Both express and zod are unopinionated micro libraries - and we inherit and embrace the flexibility of both.

Usage

zod-endpoint can be used client-side or server-side (or both).

It is easy to incrementally adopt in your project if you are already using express (server-side) or axios (client-side).

Specification

First step is to define a specification of an endpoint

import { endpoint, path } from "zod-endpoint/spec";

// Define the endpoint specification
const getPostsEndpoint = endpoint({

    // Specify the HTTP method
    method: "get",

    // Define the path /posts/:id through a type-safe fluent builder
    path: path()
        .literal("posts")
        .placeholder("id", z.string())
        .build(),

    // Define the shape of parsed Query parameters
    query: z.object({
        include: z.string().optional(),
        tag: z.string(),
    }),

    // Define the shape of data returned by service
    result: z.object({
        id: z.string(),
        tags: z.array(z.string()),
        name: z.string(),
    }),
});

Server

While implementing the server, we can bridge this specification to an endpoint which implements our service.

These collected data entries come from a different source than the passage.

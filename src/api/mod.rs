pub mod extract;
pub mod feeds;
pub mod health;
pub mod likes;
pub mod parent;
pub mod playlists;
pub mod shared;
pub mod videos;

use actix_web::web;

pub fn configure(cfg: &mut web::ServiceConfig) {
    cfg.service(
        web::scope("/api/v1")
            .configure(health::configure)
            .service(
                web::scope("/parent")
                    .configure(parent::configure)
                    .configure(playlists::configure)
                    .configure(videos::configure)
                    .configure(likes::configure),
            )
            .service(web::scope("/kid").configure(feeds::configure)),
    );
}

#[cfg(test)]
pub(crate) mod test_support {
    use actix_web::web;
    use std::sync::Arc;

    use crate::config::FeedConfig;
    use crate::services::feed::FeedRegistry;
    use crate::services::parent_gate::ParentGate;
    use crate::store::{MemoryStore, Store};

    pub const PIN: &str = "2468";

    pub struct TestState {
        pub memory: Arc<MemoryStore>,
        pub store: web::Data<dyn Store>,
        pub feeds: web::Data<FeedRegistry>,
        pub gate: web::Data<ParentGate>,
    }

    pub fn state() -> TestState {
        let memory = Arc::new(MemoryStore::new());
        let store: Arc<dyn Store> = memory.clone();
        TestState {
            memory,
            store: web::Data::from(store),
            feeds: web::Data::new(FeedRegistry::new(FeedConfig::default())),
            gate: web::Data::new(ParentGate::new(PIN)),
        }
    }
}
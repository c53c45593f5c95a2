use actix_web::{web, HttpResponse};
use uuid::Uuid;

use crate::api::extract::ParentUnlocked;
use crate::api::shared::ResponseType;
use crate::error::AppError;
use crate::services::dashboard;
use crate::store::Store;

pub fn configure(cfg: &mut web::ServiceConfig) {
    cfg.service(web::scope("/videos").route("/{id}", web::delete().to(delete_video)));
}

/// Removes the video without confirmation and returns the rest of its
/// playlist.
pub async fn delete_video(
    _unlocked: ParentUnlocked,
    store: web::Data<dyn Store>,
    path: web::Path<Uuid>,
) -> Result<HttpResponse, AppError> {
    let remaining = dashboard::delete_video(store.get_ref(), path.into_inner()).await?;
    Ok(HttpResponse::Ok().json(ResponseType::ok(remaining)))
}

#[cfg(test)]
mod tests {
    use super::*;
    use crate::api::extract::PARENT_PIN_HEADER;
    use crate::api::test_support;
    use crate::db::models::{NewPlaylist, NewVideo};
    use actix_web::http::StatusCode;
    use actix_web::{test, App};
    use serde_json::Value;

    #[actix_web::test]
    async fn delete_removes_one_row() {
        let state = test_support::state();
        let playlist = state
            .memory
            .insert_playlist(NewPlaylist {
                title: "Science Fun".into(),
                description: None,
                parent_id: Uuid::new_v4(),
            })
            .await
            .unwrap();
        let mut ids = Vec::new();
        for youtube_id in ["d6iQrh2TK98", "5npJ3YnL9nE"] {
            let video = state
                .memory
                .insert_video(NewVideo {
                    playlist_id: Some(playlist.id),
                    youtube_id: youtube_id.into(),
                    title: None,
                })
                .await
                .unwrap();
            ids.push(video.id);
        }
        let app = test::init_service(
            App::new()
                .app_data(state.store.clone())
                .app_data(state.gate.clone())
                .configure(configure),
        )
        .await;

        let req = test::TestRequest::delete()
            .uri(&format!("/videos/{}", ids[0]))
            .insert_header((PARENT_PIN_HEADER, test_support::PIN))
            .to_request();
        let body: Value = test::call_and_read_body_json(&app, req).await;

        let remaining = body["data"].as_array().unwrap();
        assert_eq!(remaining.len(), 1);
        assert_eq!(remaining[0]["id"], ids[1].to_string());
        assert_eq!(state.memory.video_count().await, 1);

        let req = test::TestRequest::delete()
            .uri(&format!("/videos/{}", ids[0]))
            .insert_header((PARENT_PIN_HEADER, test_support::PIN))
            .to_request();
        let resp = test::call_service(&app, req).await;
        assert_eq!(resp.status(), StatusCode::NOT_FOUND);
    }
}
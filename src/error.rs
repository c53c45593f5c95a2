use actix_web::http::StatusCode;
use actix_web::{HttpResponse, ResponseError};
use thiserror::Error;

use crate::api::shared::{APIError, ResponseType};
use crate::services::Notice;

/// Failures of the backing store.
#[derive(Debug, Error)]
pub enum StoreError {
    #[error("Database error: {0}")]
    Database(#[from] diesel::result::Error),

    #[error("Connection pool error: {0}")]
    Pool(String),

    #[error("Store unavailable: {0}")]
    Unavailable(String),
}

impl From<diesel_async::pooled_connection::deadpool::PoolError> for StoreError {
    fn from(e: diesel_async::pooled_connection::deadpool::PoolError) -> Self {
        StoreError::Pool(e.to_string())
    }
}

/// Failures of a user-facing operation. Each carries the alert title the
/// caller shows.
#[derive(Debug, Error)]
pub enum AppError {
    #[error("{title}: {message}")]
    Validation {
        title: &'static str,
        message: String,
    },

    #[error("{title}: {message}")]
    Unauthenticated {
        title: &'static str,
        message: String,
    },

    #[error("{title}: {message}")]
    Forbidden {
        title: &'static str,
        message: String,
    },

    #[error("Not found: {0}")]
    NotFound(String),

    #[error("{title}: {source}")]
    Store {
        title: &'static str,
        #[source]
        source: StoreError,
    },
}

impl AppError {
    pub fn validation(title: &'static str, message: impl Into<String>) -> Self {
        AppError::Validation {
            title,
            message: message.into(),
        }
    }

    pub fn notice(&self) -> Notice {
        match self {
            AppError::Validation { title, message }
            | AppError::Unauthenticated { title, message }
            | AppError::Forbidden { title, message } => Notice::new(*title, message.clone()),
            AppError::NotFound(message) => Notice::new("Not Found", message.clone()),
            AppError::Store { title, source } => Notice::new(*title, source.to_string()),
        }
    }
}

/// Attaches an alert title to a store failure.
pub trait StoreResultExt<T> {
    fn alert(self, title: &'static str) -> Result<T, AppError>;
}

impl<T> StoreResultExt<T> for Result<T, StoreError> {
    fn alert(self, title: &'static str) -> Result<T, AppError> {
        self.map_err(|source| {
            log::error!("{}: {}", title, source);
            AppError::Store { title, source }
        })
    }
}

impl ResponseError for AppError {
    fn status_code(&self) -> StatusCode {
        match self {
            AppError::Validation { .. } => StatusCode::BAD_REQUEST,
            AppError::Unauthenticated { .. } => StatusCode::UNAUTHORIZED,
            AppError::Forbidden { .. } => StatusCode::FORBIDDEN,
            AppError::NotFound(_) => StatusCode::NOT_FOUND,
            AppError::Store { .. } => StatusCode::BAD_GATEWAY,
        }
    }

    fn error_response(&self) -> HttpResponse {
        let notice = self.notice();
        HttpResponse::build(self.status_code()).json(ResponseType::<()> {
            data: None,
            error: Some(APIError {
                cause: notice.title.clone(),
                message: notice.message.clone(),
            }),
            notice: Some(notice),
        })
    }
}
pub mod models;
pub mod schema;

use diesel_async::pooled_connection::deadpool::Pool;
use diesel_async::pooled_connection::AsyncDieselConnectionManager;
use diesel_async::AsyncPgConnection;

pub type DbPool = deadpool::managed::Pool<AsyncDieselConnectionManager<AsyncPgConnection>>;

pub fn create_pool(
    database_url: &str,
    max_connections: usize,
) -> Result<DbPool, deadpool::managed::BuildError> {
    let config = AsyncDieselConnectionManager::<AsyncPgConnection>::new(database_url);
    Pool::builder(config).max_size(max_connections).build()
}
//! Four-digit PIN in front of the parent screens. It keeps small children
//! out of the dashboard and nothing more: the code is compared in plain
//! text, never stored per user and never rate limited.

use crate::error::AppError;

pub const PIN_LEN: usize = 4;

pub fn is_pin_shaped(input: &str) -> bool {
    input.len() == PIN_LEN && input.bytes().all(|b| b.is_ascii_digit())
}

#[derive(Debug, Clone)]
pub struct ParentGate {
    pin: String,
}

impl ParentGate {
    pub fn new(pin: impl Into<String>) -> Self {
        Self { pin: pin.into() }
    }

    /// Checks `input` against the configured PIN, ignoring surrounding
    /// whitespace.
    pub fn verify(&self, input: &str) -> Result<(), AppError> {
        let input = input.trim();
        if !is_pin_shaped(input) {
            return Err(AppError::validation("Parent Mode", "Enter the four-digit code."));
        }
        if input != self.pin {
            log::warn!("Rejected parent-mode PIN attempt");
            return Err(AppError::Forbidden {
                title: "Parent Mode",
                message: "Incorrect PIN".into(),
            });
        }
        Ok(())
    }
}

import express from "express";
import { bridge } from "zod-endpoint/server";

const app = express();

// Bridge the endpoint spec to a service which is independent
// of http
bridge(getPostsEndpoint)
.through({
    // We receive a zod type that can be used to parse 
    // the incoming request. 
    //
    // We augment this type with transformations to generate the
    // input our service expects.
    inputType: (it) =>
        it.transform((it) => ({
            id: it.params.id,
            tag: it.query.tag,
        })),

    // Zod-type to transform the service output
    // to http output
    outputType: (it) => it,
})

    // Implementation of our service
    //
    // Note that this service implementation does not receive
    // request/response object and is http independent.
    .toService(async ({ id, tag }) => {

        // Dummy implementation.
        // In a real application we will most likely fetch this data
        // from some data store
        const tags: string[] = [];
        if (tag) tags.push(tag);
        return {
            id,
            tags,
            name: "Test Post",
        };
    })

    // Attach our middleware to express router
    .attach(app);

const server = app.listen(3000);

Client

We can also create a client from this spec

import { request } from "zod-endpoint/client";

const getPost = request(getPostsEndpoint);

const resp = await getPost({
    params: {
        id: "1",
    },
    query: {
        tag: "foo",
    }
});

Note that we don't have to implement both the Server & Client implementations.

So we can still use zod-endpoint if either our server or client is not in our control. However using it in both client and server provides us end-to-end type-safety without needing to redeclare any types or needing any code-generation.

We are also able to implement any HTTP API - zod-endpoint is unassuming and does not restrict us to implement some custom protocol with adhoc limitations.

We also don't necessarily need to accept or return JSON - it is perfectly fine to use this for applications that return HTML or binary content.